When a user slides a slider or types in new parameters or whatever in a
regular interactive application, does the application save every
movement of the slider to disk? Why would it save it to a DB?
Think of saving an interactive tool's settings in OME as if it were a
"Save" button.
Here's something you can do with OME that you don't normally see. When
you hit "Save" in a regular application, it over-writes what you saved
last time - right? At least usually. What if you could roll back the
various times you hit "Save" back to the beginning? With OME, that
kind of functionality comes for free.
This would seem to complicate matters a great deal. Now, there are a
zillion versions of the same data, so which do you get when you search,
etc? The fact is that the exact same simplicity that you would have
with an application that over-writes can be achieved with an
application that has a versioned archive. If you want to keep it
simple, just use the "latest" set of data. The difference here is that
this allows you to do something more - rewind and review.

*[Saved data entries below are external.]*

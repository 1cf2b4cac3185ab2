//! Fetch METAR data for every airport marked for fetching and save it.
//!
//! Meant to be run periodically, e.g. from cron.

use projects_metar_server::{
    config::{AppConfig, ConfigError},
    db::{
        airport::queries::{get_fetched_airport_ids, GetFetchedAirportIdsError},
        establish_pool,
        migrations::{run_migrations, RunMigrationsError},
        EstablishPoolError,
    },
    ingest::{fetch_and_save, FetchAndSaveError},
};
use thiserror::Error;

#[derive(Debug, Error)]
pub enum FetchMetarError {
    #[error("LoadConfig: {source}")]
    LoadConfig {
        #[source]
        source: ConfigError,
    },
    #[error("TracingInit: {source}")]
    TracingInit {
        #[source]
        source: utils_trace::TracingInitError,
    },
    #[error("EstablishPool: {source}")]
    EstablishPool {
        #[source]
        source: EstablishPoolError,
    },
    #[error("GetConnectionFromPool: {source}")]
    GetConnectionFromPool {
        #[source]
        source: r2d2::Error,
    },
    #[error("RunMigrations: {source}")]
    RunMigrations {
        #[source]
        source: RunMigrationsError,
    },
    #[error("GetFetchedAirportIds: {source}")]
    GetFetchedAirportIds {
        #[source]
        source: GetFetchedAirportIdsError,
    },
    #[error("FetchAndSave: {source}")]
    FetchAndSave {
        #[source]
        source: FetchAndSaveError,
    },
}

#[tokio::main]
async fn main() -> Result<(), FetchMetarError> {
    let config = AppConfig::from_env().map_err(|source| FetchMetarError::LoadConfig { source })?;

    utils_trace::init(&config.log_level, config.log_format)
        .map_err(|source| FetchMetarError::TracingInit { source })?;

    let pool = establish_pool(&config.database_url)
        .map_err(|source| FetchMetarError::EstablishPool { source })?;
    let airports = {
        let mut conn = pool
            .get()
            .map_err(|source| FetchMetarError::GetConnectionFromPool { source })?;
        run_migrations(&mut conn).map_err(|source| FetchMetarError::RunMigrations { source })?;

        get_fetched_airport_ids(&mut conn)
            .map_err(|source| FetchMetarError::GetFetchedAirportIds { source })?
    };

    let report = fetch_and_save(&pool, &config.awc_base_url, &airports, config.hours_before_now)
        .await
        .map_err(|source| FetchMetarError::FetchAndSave { source })?;

    println!("Fetched airport is {:?}", report.stations);
    println!("Fetched time is {}", report.fetched_at);
    println!("The number of the fetched data is {}", report.total());

    Ok(())
}
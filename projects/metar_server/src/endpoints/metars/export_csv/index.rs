use std::sync::Arc;

use axum::{
    body::Body,
    extract::{Extension, Json},
    http::{header, Response, StatusCode},
    response::IntoResponse,
};
use thiserror::Error;

use crate::config::AppConfig;
use crate::db::{metar::models::Metar, DbPool};
use crate::endpoints::metars::{query::index::load_day, MetarsDayRequestBody};

pub const CSV_HEADER: [&str; 15] = [
    "id",
    "raw_text",
    "station_id",
    "observation_time",
    "temp_c",
    "dewpoint_c",
    "wind_dir_degrees",
    "wind_speed_kt",
    "wind_gust_kt",
    "visibility_m",
    "altim_in_hg",
    "wx_string",
    "cloud_ceiling",
    "vert_vis_ft",
    "metar_type",
];

#[derive(Debug, Error)]
pub enum HandlerError {
    #[error("LoadDay: {source}")]
    LoadDay {
        #[from]
        source: crate::endpoints::metars::query::index::HandlerError,
    },
    #[error("WriteCsv: {source}")]
    WriteCsv {
        #[from]
        source: WriteMetarsCsvError,
    },
}

impl IntoResponse for HandlerError {
    fn into_response(self) -> axum::response::Response {
        match self {
            HandlerError::LoadDay { source } => source.into_response(),
            HandlerError::WriteCsv { source } => {
                (StatusCode::INTERNAL_SERVER_ERROR, source.to_string()).into_response()
            }
        }
    }
}

/// Axum handler: POST /metars/export_csv
pub async fn handler(
    Extension(pool): Extension<DbPool>,
    Extension(config): Extension<Arc<AppConfig>>,
    Json(input): Json<MetarsDayRequestBody>,
) -> impl IntoResponse {
    let metars = match load_day(&pool, &config, &input) {
        Ok(metars) => metars,
        Err(source) => return HandlerError::LoadDay { source }.into_response(),
    };

    let csv = match write_metars_csv(&metars) {
        Ok(csv) => csv,
        Err(source) => return HandlerError::WriteCsv { source }.into_response(),
    };

    let file_name = format!("{}_{}.csv", input.station(), input.search_date.format("%Y%m%d"));

    Response::builder()
        .status(StatusCode::OK)
        .header(header::CONTENT_TYPE, "text/csv; charset=utf-8")
        .header(header::CONTENT_DISPOSITION, format!("attachment; filename=\"{file_name}\""))
        .body(Body::from(csv))
        .map_err(|err| (StatusCode::INTERNAL_SERVER_ERROR, err.to_string()))
        .into_response()
}

#[derive(Debug, Error)]
pub enum WriteMetarsCsvError {
    #[error("WriteRecord: {source}")]
    WriteRecord {
        #[from]
        source: csv::Error,
    },
    #[error("FlushWriter: {source}")]
    FlushWriter {
        #[from]
        source: csv::IntoInnerError<csv::Writer<Vec<u8>>>,
    },
}

/// Header row first, so an empty day still yields a valid file.
pub fn write_metars_csv(metars: &[Metar]) -> Result<Vec<u8>, WriteMetarsCsvError> {
    let mut writer = csv::WriterBuilder::new()
        .has_headers(false)
        .from_writer(Vec::new());

    writer.write_record(CSV_HEADER)?;
    for metar in metars {
        writer.serialize(metar)?;
    }

    Ok(writer.into_inner()?)
}

#[cfg(test)]
mod tests {
    use super::*;
    use chrono::NaiveDate;
    use pretty_assertions::assert_eq;

    #[test]
    fn writes_header_and_rows() {
        let metar = Metar {
            id: 7,
            raw_text: "RJTT 140030Z 34008KT 9999 FEW030 BKN045 18/12 Q1018".to_owned(),
            station_id: "RJTT".to_owned(),
            observation_time: NaiveDate::from_ymd_opt(2026, 10, 14)
                .unwrap()
                .and_hms_opt(0, 30, 0)
                .unwrap(),
            temp_c: 18.0,
            dewpoint_c: 12.0,
            wind_dir_degrees: 340,
            wind_speed_kt: 8,
            wind_gust_kt: None,
            visibility_m: 9999,
            altim_in_hg: 30.06,
            wx_string: None,
            cloud_ceiling: Some(4500),
            vert_vis_ft: None,
            metar_type: "METAR".to_owned(),
        };

        let csv = String::from_utf8(write_metars_csv(&[metar]).unwrap()).unwrap();
        let lines: Vec<&str> = csv.lines().collect();

        assert_eq!(lines[0], CSV_HEADER.join(","));
        assert_eq!(
            lines[1],
            concat!(
                "7,RJTT 140030Z 34008KT 9999 FEW030 BKN045 18/12 Q1018,RJTT,",
                "2026-10-14T00:30:00,18.0,12.0,340,8,,9999,30.06,,4500,,METAR",
            )
        );
    }

    #[test]
    fn empty_day_has_only_header() {
        let csv = String::from_utf8(write_metars_csv(&[]).unwrap()).unwrap();

        assert_eq!(csv.lines().count(), 1);
    }
}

There is a function in OME commander (only in CVS HEAD for now) that
lets you do an actual deletion because mistakes are inevitable -
especially during development. It would be possible in principle to
"prune" the version history of what was done keeping only the "latest"
data.
However, you bring up medical applications. Would such an action even
be legal in all circumstances? Not legally as in violating a datamodel
or whatever, but as a matter of actual law. There has been some talk
about getting pretty hard-core about provenance - especially about
medical and scientific data. Our datamodel is built around the
provenance concept. Every piece of information in the OME database can
be traced backwards through all analyses that were performed, to the
instrument the data was acquired on, the lightpath through the
instrument, the CCD detector the photons landed on (all with serial
numbers for all the physical components). If you start changing the
data in there willy-nilly, you can no longer guarantee this provenance.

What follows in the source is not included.